Once the Location – Allocation approach had been approved, and analysis layer had been defined and compiled, GBS and DHB’s engaged in several collaborative workshops to formulate scenarios to test in the model – an example follows:

“A 2-year-old with a urea cycle defect, gets frequent hyperammonaemia crises. She lives in Cape Reinga, approx. 1.5 hours from the closest hospital in Kaitaia. She needs frequent monitoring of ammonia (by a health professional) but with a single parent and several young siblings, it is difficult for her mother to take her to Kaitaia hospital.”

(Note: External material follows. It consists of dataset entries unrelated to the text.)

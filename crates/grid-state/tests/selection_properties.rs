//! Property tests for the selection algebra.

use grid_model::{SelectionKind, SelectionState};
use grid_state::{SelectionEngine, SelectionMode};
use proptest::prelude::*;

fn arbitrary_state() -> impl Strategy<Value = SelectionState> {
    (
        proptest::collection::btree_set("[a-z0-9]{1,5}", 0..16),
        any::<bool>(),
    )
        .prop_map(|(ids, exclude)| SelectionState {
            ids,
            kind: if exclude {
                SelectionKind::Exclude
            } else {
                SelectionKind::Include
            },
        })
}

proptest! {
    // select then deselect restores the prior membership answer, for
    // both representations.
    #[test]
    fn select_then_deselect_round_trips(state in arbitrary_state(), id in "[a-z0-9]{1,5}") {
        let mut engine = SelectionEngine::new(SelectionMode::All);
        engine.set_state(state);
        let before = engine.is_selected(&id);

        engine.select_id(&id);
        prop_assert!(engine.is_selected(&id));
        engine.deselect_id(&id);
        prop_assert!(!engine.is_selected(&id));

        // Re-apply the opposite op to land back where we started.
        if before {
            engine.select_id(&id);
        }
        prop_assert_eq!(engine.is_selected(&id), before);
    }

    // deselect then select also round-trips membership.
    #[test]
    fn toggle_is_involutive(state in arbitrary_state(), id in "[a-z0-9]{1,5}") {
        let mut engine = SelectionEngine::new(SelectionMode::All);
        engine.set_state(state);
        let row = grid_model::Row::from_value(serde_json::json!({"id": id}));
        let before = engine.is_selected(&id);

        engine.toggle_row(&row);
        prop_assert_eq!(engine.is_selected(&id), !before);
        engine.toggle_row(&row);
        prop_assert_eq!(engine.is_selected(&id), before);
    }

    // Count never exceeds the total and matches the set arithmetic.
    #[test]
    fn selected_count_is_bounded(state in arbitrary_state(), extra in 0u64..500) {
        let total = state.ids.len() as u64 + extra;
        let mut engine = SelectionEngine::new(SelectionMode::All);
        engine.set_state(state.clone());

        let count = engine.selected_count(total);
        prop_assert!(count <= total);
        match state.kind {
            SelectionKind::Include => prop_assert_eq!(count, state.ids.len() as u64),
            SelectionKind::Exclude => prop_assert_eq!(count, total - state.ids.len() as u64),
        }
    }
}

Options for POCT for ammonia testing:

        1. Mobile vehicle/van: daily to weekly; roads; where would vehicle be based?
        2. A node/candidate facility: GP surgery, pharmacy, school.

 

For this example, we identified travel time as the primary factor in locating candidate facilities, as regardless of specific medical condition, a commute of 1.5hrs was considered unacceptable. We also wanted to identify potential locations for mobile clinic stop-overs. So, we selected a Location – Allocation model called ‘Minimize Facilities’ and agreed on an impedance value or travel-time limit of 20 minutes (one-way).

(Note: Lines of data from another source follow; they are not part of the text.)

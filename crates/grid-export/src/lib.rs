//! Chunked, cancellable export pipeline for the data-grid engine.
//!
//! Exports stream projected rows (visible columns, display formatting)
//! into a CSV or SpreadsheetML artifact, either from resident rows or
//! page by page through a host callback. Runs report progress, honor a
//! cancel flag, and clean up partial files on failure or abort.

pub mod delimited;
pub mod pipeline;
pub mod projection;
pub mod types;
pub mod workbook;

pub use delimited::CsvWriter;
pub use pipeline::{
    ArtifactWriter, ExportPage, ExportRequest, ExportSource, PageFetcher, run_export, spawn_export,
};
pub use projection::{export_headers, project_row};
pub use types::{
    ExportError, ExportErrorKind, ExportFormat, ExportHandle, ExportProgress, ExportResult,
    ExportUpdate,
};
pub use workbook::WorkbookWriter;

This model (illustrated below) attempts to identify the minimum number of facilities needed, such that as many demand points as possible are allocated within 20 minutes driving time of a facility.

Red point represents existing POCT facilities/service providers (in this example Kaitaia Hospital) and the assigned (red lines) Demand Points (brown points) within 20min drive time.

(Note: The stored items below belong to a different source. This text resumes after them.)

//! The export pipeline.
//!
//! One driver handles both data locations: local exports walk resident
//! rows, remote exports pull page after page through a host callback.
//! Either way rows stream through the artifact writer one at a time,
//! progress is reported as they go, and a shared cancel flag is checked
//! before every row and page so an abort lands promptly. A cancelled or
//! failed run removes the partial artifact.

use std::path::PathBuf;
use std::sync::atomic::{AtomicBool, Ordering};
use std::time::Instant;

use crossbeam_channel::Sender;
use tracing::{debug, info, warn};

use grid_model::row::Row;
use grid_model::{CanonicalQuery, ColumnSpec, SelectionState};

use crate::delimited::CsvWriter;
use crate::projection::{export_headers, project_row};
use crate::types::{
    ExportError, ExportFormat, ExportHandle, ExportProgress, ExportResult, ExportUpdate,
};
use crate::workbook::WorkbookWriter;

/// Sink the pipeline streams projected rows into.
pub trait ArtifactWriter {
    fn write_header(&mut self, headers: &[String]) -> Result<(), ExportError>;
    fn write_row(&mut self, cells: &[String]) -> Result<(), ExportError>;
    fn finish(&mut self) -> Result<(), ExportError>;
}

/// One page of a remote export: the rows plus the matching total.
#[derive(Debug, Clone, Default)]
pub struct ExportPage {
    pub rows: Vec<Row>,
    pub total: u64,
}

/// Host callback resolving one zero-based page of the export query.
pub type PageFetcher =
    Box<dyn Fn(usize, &CanonicalQuery) -> Result<ExportPage, ExportError> + Send>;

/// Where the rows come from.
pub enum ExportSource {
    /// Rows already resident; exported as-is after selection filtering.
    Local { rows: Vec<Row> },
    /// Rows fetched page by page. The query carries the filters,
    /// sorting, and selection snapshot the host should honor.
    Remote {
        query: CanonicalQuery,
        page_size: usize,
        fetch_page: PageFetcher,
    },
}

impl std::fmt::Debug for ExportSource {
    fn fmt(&self, f: &mut std::fmt::Formatter<'_>) -> std::fmt::Result {
        match self {
            Self::Local { rows } => f.debug_struct("Local").field("rows", &rows.len()).finish(),
            Self::Remote { page_size, .. } => f
                .debug_struct("Remote")
                .field("page_size", page_size)
                .finish_non_exhaustive(),
        }
    }
}

/// Everything one export run needs.
#[derive(Debug)]
pub struct ExportRequest {
    pub source: ExportSource,
    pub columns: Vec<ColumnSpec>,
    pub format: ExportFormat,
    pub output_path: PathBuf,
    /// When set, local exports keep only selected rows. Remote hosts
    /// receive the equivalent snapshot inside the query instead.
    pub selection: Option<SelectionState>,
    /// Field identifying a row for selection filtering.
    pub row_id_field: String,
}

impl ExportRequest {
    pub fn new(
        source: ExportSource,
        columns: Vec<ColumnSpec>,
        format: ExportFormat,
        output_path: impl Into<PathBuf>,
    ) -> Self {
        Self {
            source,
            columns,
            format,
            output_path: output_path.into(),
            selection: None,
            row_id_field: "id".to_string(),
        }
    }

    /// Restrict a local export to the selected rows.
    #[must_use]
    pub fn with_selection(mut self, selection: SelectionState) -> Self {
        self.selection = Some(selection);
        self
    }

    /// Change the field used to identify rows for selection filtering.
    #[must_use]
    pub fn with_row_id_field(mut self, field: impl Into<String>) -> Self {
        self.row_id_field = field.into();
        self
    }
}

// ============================================================================
// Blocking Pipeline
// ============================================================================

/// Run an export to completion on the calling thread.
///
/// Progress is reported through `on_progress`; the final report always
/// reads exactly 100%. `Err(Cancelled)` means the flag was observed,
/// any other error means the run failed. Either way the partial
/// artifact is removed.
pub fn run_export(
    request: ExportRequest,
    cancel: &AtomicBool,
    mut on_progress: impl FnMut(ExportProgress),
) -> Result<ExportResult, ExportError> {
    let headers = export_headers(&request.columns);
    if headers.is_empty() {
        return Err(ExportError::processing("no visible columns to export"));
    }

    let started = Instant::now();
    let path = request.output_path.clone();
    let mut writer: Box<dyn ArtifactWriter> = match request.format {
        ExportFormat::Csv => Box::new(CsvWriter::create(&path)?),
        ExportFormat::Workbook => Box::new(WorkbookWriter::create(&path)?),
    };

    let outcome = drive(request, &headers, writer.as_mut(), cancel, &mut on_progress);
    match outcome {
        Ok(rows_exported) => {
            // Completion is always reported as exactly 100%.
            on_progress(ExportProgress::new(rows_exported, rows_exported));
            let elapsed_ms = started.elapsed().as_millis() as u64;
            info!(rows_exported, elapsed_ms, path = %path.display(), "export complete");
            Ok(ExportResult {
                path,
                rows_exported,
                elapsed_ms,
            })
        }
        Err(error) => {
            drop(writer);
            if let Err(remove_error) = std::fs::remove_file(&path) {
                warn!(%remove_error, path = %path.display(), "partial artifact left behind");
            } else {
                debug!(path = %path.display(), "partial artifact removed");
            }
            Err(error)
        }
    }
}

fn drive(
    request: ExportRequest,
    headers: &[String],
    writer: &mut dyn ArtifactWriter,
    cancel: &AtomicBool,
    on_progress: &mut dyn FnMut(ExportProgress),
) -> Result<u64, ExportError> {
    let selection = request.selection.as_ref();
    let keep = |row: &Row| -> bool {
        match selection {
            None => true,
            Some(selection) => {
                let id = row
                    .get(&request.row_id_field)
                    .map(grid_model::value_display)
                    .unwrap_or_default();
                selection.is_selected(&id)
            }
        }
    };

    writer.write_header(headers)?;
    let written = match &request.source {
        ExportSource::Local { rows } => {
            let kept: Vec<&Row> = rows.iter().filter(|row| keep(row)).collect();
            let total = kept.len() as u64;
            let mut written = 0u64;
            for row in kept {
                if cancel.load(Ordering::SeqCst) {
                    return Err(ExportError::Cancelled);
                }
                writer.write_row(&project_row(&request.columns, row))?;
                written += 1;
                on_progress(ExportProgress::new(written, total));
            }
            written
        }
        ExportSource::Remote {
            query,
            page_size,
            fetch_page,
        } => {
            let mut page_index = 0usize;
            // Progress tracks rows pulled, not rows kept: a selection
            // filter must not stall the percentage.
            let mut fetched = 0u64;
            let mut written = 0u64;
            // Hosts may revise the total upward between pages; the
            // reported percentage never moves backwards.
            let mut floor = 0u8;
            loop {
                if cancel.load(Ordering::SeqCst) {
                    return Err(ExportError::Cancelled);
                }
                let page = fetch_page(page_index, query)?;
                // A cancel racing the page round trip still wins.
                if cancel.load(Ordering::SeqCst) {
                    return Err(ExportError::Cancelled);
                }
                if page.rows.is_empty() {
                    break;
                }
                for row in &page.rows {
                    if cancel.load(Ordering::SeqCst) {
                        return Err(ExportError::Cancelled);
                    }
                    fetched += 1;
                    if keep(row) {
                        writer.write_row(&project_row(&request.columns, row))?;
                        written += 1;
                    }
                }
                let total = page.total.max(fetched);
                let mut progress = ExportProgress::new(fetched, total);
                progress.percentage = progress.percentage.max(floor);
                floor = progress.percentage;
                on_progress(progress);
                if fetched >= page.total || page.rows.len() < *page_size {
                    break;
                }
                page_index += 1;
            }
            written
        }
    };
    // Closing flushes buffered output; a failure here ends the run
    // like any other write error, with the partial artifact removed.
    writer.finish()?;
    Ok(written)
}

// ============================================================================
// Background Export
// ============================================================================

/// Run an export on a background thread.
///
/// Updates stream through `updates`; the terminal message is exactly
/// one of `Complete`, `Error`, or `Cancelled`. The returned handle
/// cancels the run.
pub fn spawn_export(request: ExportRequest, updates: Sender<ExportUpdate>) -> ExportHandle {
    let handle = ExportHandle::new();
    let cancel = handle.cancel_flag();
    let progress_sender = updates.clone();
    std::thread::spawn(move || {
        let result = run_export(request, &cancel, |progress| {
            let _ = progress_sender.send(ExportUpdate::Progress(progress));
        });
        let terminal = match result {
            Ok(result) => ExportUpdate::Complete(result),
            Err(ExportError::Cancelled) => ExportUpdate::Cancelled,
            Err(error) => ExportUpdate::Error(error),
        };
        let _ = updates.send(terminal);
    });
    handle
}

#[cfg(test)]
mod tests {
    use super::*;
    use grid_model::ColumnSpec;

    /// Writer whose rows succeed but whose close fails, as a full disk
    /// does on the final flush.
    struct FailingCloseWriter;

    impl ArtifactWriter for FailingCloseWriter {
        fn write_header(&mut self, _headers: &[String]) -> Result<(), ExportError> {
            Ok(())
        }

        fn write_row(&mut self, _cells: &[String]) -> Result<(), ExportError> {
            Ok(())
        }

        fn finish(&mut self) -> Result<(), ExportError> {
            Err(ExportError::processing("flush failed"))
        }
    }

    #[test]
    fn close_failure_surfaces_through_the_error_path() {
        let request = ExportRequest::new(
            ExportSource::Local {
                rows: vec![Row::from_value(serde_json::json!({"id": "r1"}))],
            },
            vec![ColumnSpec::new("id", "Id")],
            ExportFormat::Csv,
            "unused.csv",
        );
        let headers = export_headers(&request.columns);
        let mut writer = FailingCloseWriter;
        let cancel = AtomicBool::new(false);

        // Rows all written, close fails: the run must resolve to an
        // error so the caller removes the partial artifact.
        let result = drive(request, &headers, &mut writer, &cancel, &mut |_| {});
        assert!(matches!(result, Err(ExportError::Processing(_))));
    }
}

Blue points represent candidate facilities identified as being in a prime geographic location to provide services to the assigned (blue lines) Demand Points within 20min drive time.

How do we use it?

The output of the model is used as a guide to identify candidate facilities that occupy optimal geographic locations based on specific model parameters. Thus, decision makers have the flexibility to consider any number of additional options for a selected location. As the output retains the values of the input data, users are able to query by attributes such as the total population that is allocated to a candidate and decide whether the location meets criteria to be funded as a permanent facility or as a host facility for a scheduled mobile clinic. Since the output is geographically referenced it can be viewed and compared to other spatial data… But our client does not have access to a mapping application.

 

How do we share it?

GBS facilitated the setup of an AGOL account for the POCT project team and have created a web app for users to view, query and share the data online.

To facilitate decision makers even further, we have expanded the Web App to include all the raw data layers that were used to compile the analysis layer, as well as additional reference layers for comparison with model output. This gives users greater flexibility when choosing preferred facilities at a location to meet cultural preferences (using a marae as a mobile clinic host rather than the school identified by the model across the road), religious preferences, and budget implications etc.

Figure 2.POCT Web App, Cape Reinga example showing all Demand Points within 20min of Candidate Facility. The facility chosen is a school, however users can view additional facilities in close proximity (a marae in this example) and select by preference.

 

 

Where to next?

The next few weeks and months will see further collaboration between GBS and DHB representatives to formulate the final model scenarios. Demo data will be replaced with final model output and attribute tables will be decluttered. Several additional DHB specialist units have identified the value in the project and have joined in the discussions. We trust this will be a longstanding collaboration to benefit many communities in the near future.